Zack Is Right, Joel Is WRONG...Regarding "Watchmen"

A war of words has erupted over director Zack Snyder's 2009 film adaptation of the Alan Moore and  Dave Gibbons classic graphic novel "Watchmen"

It started last week when producer Joel Silver said in an interview that "Zack came at it the right way but was too much of a slave to the material." He went on to praise an earlier incarnation he was involved with, boasting an adaped script by Sam Hamm (1989's "Batman") and Charles McKeown ("Brazil") for director Terry Gilliam.

In Gilliam's version, Doctor Manhattan went back in time to stop himself being created. The ending sees him succeeding, with Rorschach, Nite Owl and Silk Spectre appearing in Times Square - the events of Watchmen had become a comic and they were now like those people who dress up in character on the street.

Out on the stump promoting this week's "300: Rise Of An Empire" which he wrote and produced Snyder hit back telling The Huffington Post:

"It's funny, because the biggest knock against the movie is that we finally changed the ending, right? Right, and if you read the Gilliam ending, it's completely insane... the fans would have stormed the castle on that one. So, honestly, I made Watchmen for myself. It's probably my favorite movie that I've made. And I love the graphic novel and I really love everything about the movie. I love the style. I just love the movie and it was a labor of love. And I made it because I knew that the studio would have made the movie anyway and they would have made it crazy. So, finally I made it to save it from the Terry Gilliam's of this world. It's just using elements that are in the comic book already, that's the only thing I did. I would not have grabbed something from out of the air and said, 'Oh, here's a cool ending just because it's cool.'"

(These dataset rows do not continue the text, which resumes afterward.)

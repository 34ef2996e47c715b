//! Programmer adapter protocol for Saab CIM EEPROMs.
//!
//! The adapter sits on a serial port and drives a 93Cxx serial EEPROM. Every
//! exchange is a command followed by a single-byte acknowledgement:
//!
//! 1. **Handshake** - `[opcode, chip, size_hi, size_lo, org]`, answered by
//!    the opcode byte
//! 2. **Read** - `[b'n', len]` per chunk, answered by `b'k'` and `len` bytes
//! 3. **Write** - `len` data bytes per chunk, answered by `b'k'`
//! 4. **Erase** - handshake only; the ack arrives once the chip is clear
//!
//! # Example
//!
//! ```ignore
//! use cim_eeprom::eeprom::{ChipProfile, SerialOpener, TransferEngine, TransferOptions};
//!
//! let profile = ChipProfile::builder("/dev/ttyUSB0").build()?;
//! let engine = TransferEngine::new(SerialOpener, TransferOptions::default());
//! let result = engine.read(&profile, |event| println!("{:?}", event));
//! ```

pub mod ack;
pub mod config;
mod engine;
mod error;
mod profile;
mod transport;

pub use ack::wait_ack;
pub use engine::{
    CancelToken, OperationState, TransferEngine, TransferEvent, TransferOptions, TransferResult,
    WriteReport,
};
pub use error::{EepromError, EepromResult};
pub use profile::{ChipProfile, ChipProfileBuilder};
pub use transport::{
    available_port_names, ByteChannel, LinkSettings, PortOpener, SerialChannel, SerialOpener,
};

Producer Deborah Snyder and Zack's wife, adds that it's impossible to please all of the fans of the original book:

"But it's interesting because, you're right, it's damned if you do, damned if you don't. You have people who are mad that the ending was changed and you have other people saying, 'Oh, it was a slave to the graphic novel.' You can't please everybody."


 Zack continued on with his dissection and challenge of that adaptation, saying:

"That's the problem with comic book movies and genre. And I believe that we've evolved -- I believe that the audiences have evolved. I feel like Watchmen came out at sort of the height of the snarky Internet fanboy -- like, when he had his biggest strength. I think if that movie came out now -- and this is just my opinion -- because now that we've had Avengers and comic book culture is well established, I think people would realize that the movie is a satire. You know, the whole movie is a satire. It's a genre-busting movie. The graphic novel was written to analyze the graphic novel -- and comic books and the Cold War and politics and the place that comic books play in the mythology of pop culture. I guess that's what I'm getting at with the end of Marvel's The Avengers -- in the end, the most important thing with the end was that it tells the story of the graphic novel. The morality tale of the graphic novel is still told exactly as it was told in the graphic novel -- I used slightly different devices. The Gilliam version, if you look at it, it has nothing to do with the idea that is the end of the graphic novel. And that's the thing that I would go, 'Well, then don't do it.' It doesn't make any sense."

With all due respect to Giliam and Silver--That ending SUCKS!!! At the time of its release I said in my review of the film that I am glad that Snyder and his team were such slaves to the material...the film is very underrated to this day. It's one of the BEST comic book films ever made....PERIOD.

1 comment:

  1. Wow, that ending is awful. Snyder was definitely in the right not going with that!